● DIRECTIONS
Look for the string "other" in the data below, and copy each line that holds it.

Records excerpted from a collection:
use serde::{Deserialize, Serialize};
use std::fmt;
use std::io;
use std::path::PathBuf;
use std::str::FromStr;

/// Measured quantity to extract from a BOXY recording.
///
/// Every source-detector pair carries all three quantities; one recording
/// handle returns exactly one of them.
#[derive(Debug, Clone, Copy, PartialEq, Eq, Hash, Serialize, Deserialize)]
pub enum DataType {
    /// Amplitude at the modulation frequency
    #[serde(rename = "AC")]
    Ac,
    /// Mean intensity
    #[serde(rename = "DC")]
    Dc,
    /// Phase shift
    #[serde(rename = "Ph")]
    Ph,
}

impl DataType {
    /// The token used for this quantity in BOXY column names (`A-AC1`, `B-Ph`).
    pub fn as_str(&self) -> &'static str {
        match self {
            DataType::Ac => "AC",
            DataType::Dc => "DC",
            DataType::Ph => "Ph",
        }
    }

    /// The channel kind every channel of this data type is tagged with.
    pub fn channel_kind(&self) -> ChannelKind {
        match self {
            DataType::Ph => ChannelKind::FnirsFdPhase,
            DataType::Ac | DataType::Dc => ChannelKind::FnirsCwAmplitude,
        }
    }
}

impl fmt::Display for DataType {
    fn fmt(&self, f: &mut fmt::Formatter) -> fmt::Result {
        f.write_str(self.as_str())
    }
}

impl FromStr for DataType {
    type Err = BoxyError;

    fn from_str(s: &str) -> std::result::Result<Self, Self::Err> {
        match s {
            "AC" => Ok(DataType::Ac),
            "DC" => Ok(DataType::Dc),
            "Ph" => Ok(DataType::Ph),
            other => Err(BoxyError::Configuration(format!(
                "Expect AC, DC, or Ph, got {}",
                other
            ))),
        }
    }
}

/// Channel type tag handed to downstream containers.
#[derive(Debug, Clone, Copy, PartialEq, Eq, Serialize, Deserialize)]
pub enum ChannelKind {
    /// Continuous-wave amplitude (AC or DC)
    FnirsCwAmplitude,
    /// Frequency-domain phase
    FnirsFdPhase,
}

impl ChannelKind {
    pub fn as_str(&self) -> &'static str {
        match self {
            ChannelKind::FnirsCwAmplitude => "fnirs_cw_amplitude",
            ChannelKind::FnirsFdPhase => "fnirs_fd_phase",
        }
    }
}

/// On-disk row layout of the optical samples.
#[derive(Debug, Clone, Copy, PartialEq, Eq, Serialize, Deserialize)]
pub enum FileLayout {
    /// One row per timepoint, one column per source (`A-DC1`, `A-DC2`, ...)
    Parsed,
    /// Rows interleave sources in a repeating cycle; columns carry no source suffix
    NonParsed,
}

/// Header facts for one physical BOXY file.
///
/// Line numbers are 1-based. Data rows are the lines strictly after
/// `start_line` up to and including `end_line`; the column names sit on
/// `start_line - 1`.
#[derive(Debug, Clone, PartialEq, Serialize, Deserialize)]
pub struct RecordingDescriptor {
    /// File the descriptor was scanned from
    pub path: PathBuf,
    /// Number of detectors (`Detector Channels`)
    pub detector_count: usize,
    /// Number of sources (`External MUX Channels`)
    pub source_count: usize,
    /// Number of auxiliary channels (`Auxiliary Channels`)
    pub aux_count: usize,
    /// Modulation frequency in Hz (`Waveform (CCF) Frequency (Hz)`)
    pub modulation_frequency: Option<f64>,
    /// Sample rate in Hz (`Update Rate (Hz)`)
    pub sample_rate: f64,
    /// Line two below `#DATA BEGINS`
    pub start_line: usize,
    /// Line just before `#DATA ENDS`
    pub end_line: usize,
    /// Row layout of the data region
    pub layout: FileLayout,
}

impl RecordingDescriptor {
    /// Number of data rows in the file.
    pub fn data_rows(&self) -> usize {
        self.end_line.saturating_sub(self.start_line)
    }

    /// Number of timepoints this file contributes.
    ///
    /// Non-parsed files spend `source_count` rows per timepoint.
    pub fn samples(&self) -> usize {
        match self.layout {
            FileLayout::Parsed => self.data_rows(),
            FileLayout::NonParsed => {
                if self.source_count == 0 {
                    0
                } else {
                    self.data_rows() / self.source_count
                }
            }
        }
    }

    /// Number of optical channels (detectors x sources) in the file.
    pub fn channel_count(&self) -> usize {
        self.detector_count * self.source_count
    }
}

/// A block is one file of a montage.
#[derive(Debug, Clone, PartialEq, Serialize, Deserialize)]
pub struct Block {
    /// Numeric block identifier as written in the file extension (`"001"`)
    pub name: String,
    /// Path to the block's file
    pub path: PathBuf,
}

/// A spatial arrangement of optodes, identified by a letter.
#[derive(Debug, Clone, PartialEq, Serialize, Deserialize)]
pub struct Montage {
    /// Montage letter (`'a'`, `'b'`, ...)
    pub name: char,
    /// Blocks in time order
    pub blocks: Vec<Block>,
}

/// Information about a single output row.
#[derive(Debug, Clone, PartialEq, Serialize, Deserialize)]
pub struct ChannelInfo {
    /// Label of the form `S{source}_D{detector}_{montage}`
    pub label: String,
    /// Channel type tag
    pub kind: ChannelKind,
    /// 1-based montage number
    pub montage: usize,
    /// 1-based source number
    pub source: usize,
    /// 1-based detector number
    pub detector: usize,
}

/// A soft inconsistency found while opening a recording.
///
/// These never stop a load unless [`LoadOptions::strict`] is set.
#[derive(Debug, Clone, PartialEq, Serialize, Deserialize)]
pub enum Diagnostic {
    /// Files start their data region on different lines
    StartLinesDiffer(Vec<usize>),
    /// Files end their data region on different lines
    EndLinesDiffer(Vec<usize>),
    /// Files hold different numbers of data rows
    DataLengthsDiffer(Vec<usize>),
    /// Files disagree on sample rate; the first file's rate is used
    SampleRatesDiffer(Vec<f64>),
    /// Montages hold different numbers of timepoints; all are cut to `kept`
    MontageLengthsDiffer { lengths: Vec<usize>, kept: usize },
}

impl fmt::Display for Diagnostic {
    fn fmt(&self, f: &mut fmt::Formatter) -> fmt::Result {
        match self {
            Diagnostic::StartLinesDiffer(lines) => write!(f, "Start lines different: {:?}", lines),
            Diagnostic::EndLinesDiffer(lines) => write!(f, "End lines different: {:?}", lines),
            Diagnostic::DataLengthsDiffer(lengths) => {
                write!(f, "Data sizes are different: {:?}", lengths)
            }
            Diagnostic::SampleRatesDiffer(rates) => {
                write!(f, "Sample rates are different: {:?} Hz", rates)
            }
            Diagnostic::MontageLengthsDiffer { lengths, kept } => write!(
                f,
                "Montage lengths are different: {:?}, truncating to {} samples",
                lengths, kept
            ),
        }
    }
}

fn default_data_type() -> DataType {
    DataType::Ac
}

/// Options controlling how a recording is opened.
///
/// # Examples
///
/// ```
/// use boxy_importer::{DataType, LoadOptions};
///
/// let options = LoadOptions::new(DataType::Ph).multi_file(true).strict(true);
/// assert!(options.multi_file);
/// ```
#[derive(Debug, Clone, PartialEq, Serialize, Deserialize)]
#[serde(default)]
pub struct LoadOptions {
    /// Quantity to return
    #[serde(default = "default_data_type")]
    pub data_type: DataType,
    /// Load a `<prefix><montage>.<block>` file set instead of a single `.txt`
    pub multi_file: bool,
    /// Turn soft inconsistencies into errors
    pub strict: bool,
    /// Keep parsed blocks in memory between segment reads
    pub cache_blocks: bool,
}

impl Default for LoadOptions {
    fn default() -> Self {
        LoadOptions {
            data_type: default_data_type(),
            multi_file: false,
            strict: false,
            cache_blocks: false,
        }
    }
}

impl LoadOptions {
    pub fn new(data_type: DataType) -> Self {
        LoadOptions {
            data_type,
            ..Default::default()
        }
    }

    pub fn multi_file(mut self, multi_file: bool) -> Self {
        self.multi_file = multi_file;
        self
    }

    pub fn strict(mut self, strict: bool) -> Self {
        self.strict = strict;
        self
    }

    pub fn cache_blocks(mut self, cache_blocks: bool) -> Self {
        self.cache_blocks = cache_blocks;
        self
    }
}

/// Error types for the BOXY importer.
#[derive(Debug, thiserror::Error)]
pub enum BoxyError {
    /// Bad caller input: unknown data type, wrong number of files
    #[error("Configuration error: {0}")]
    Configuration(String),
    /// The file does not look like a well-formed BOXY recording
    #[error("Format error in {}: {message}", .path.display())]
    Format { path: PathBuf, message: String },
    /// A requested sample range falls outside the recording
    #[error("Invalid sample range {start}..={stop} for recording with {n_samples} samples")]
    InvalidRange {
        start: usize,
        stop: usize,
        n_samples: usize,
    },
    /// A soft inconsistency raised because strict loading was requested
    #[error("Inconsistent recording: {0}")]
    Inconsistent(Diagnostic),
    /// An I/O error occurred while reading a file
    #[error("IO error on {}: {source}", .path.display())]
    Io {
        path: PathBuf,
        #[source]
        source: io::Error,
    },
    /// Matrix assembly failed
    #[error("Shape error: {0}")]
    Shape(#[from] ndarray::ShapeError),
}

impl BoxyError {
    pub(crate) fn format(path: impl Into<PathBuf>, message: impl Into<String>) -> Self {
        BoxyError::Format {
            path: path.into(),
            message: message.into(),
        }
    }

    pub(crate) fn io(path: impl Into<PathBuf>, source: io::Error) -> Self {
        BoxyError::Io {
            path: path.into(),
            source,
        }
    }
}

pub type Result<T> = std::result::Result<T, BoxyError>;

● ANSWER AREA
            other => Err(BoxyError::Configuration(format!(
                other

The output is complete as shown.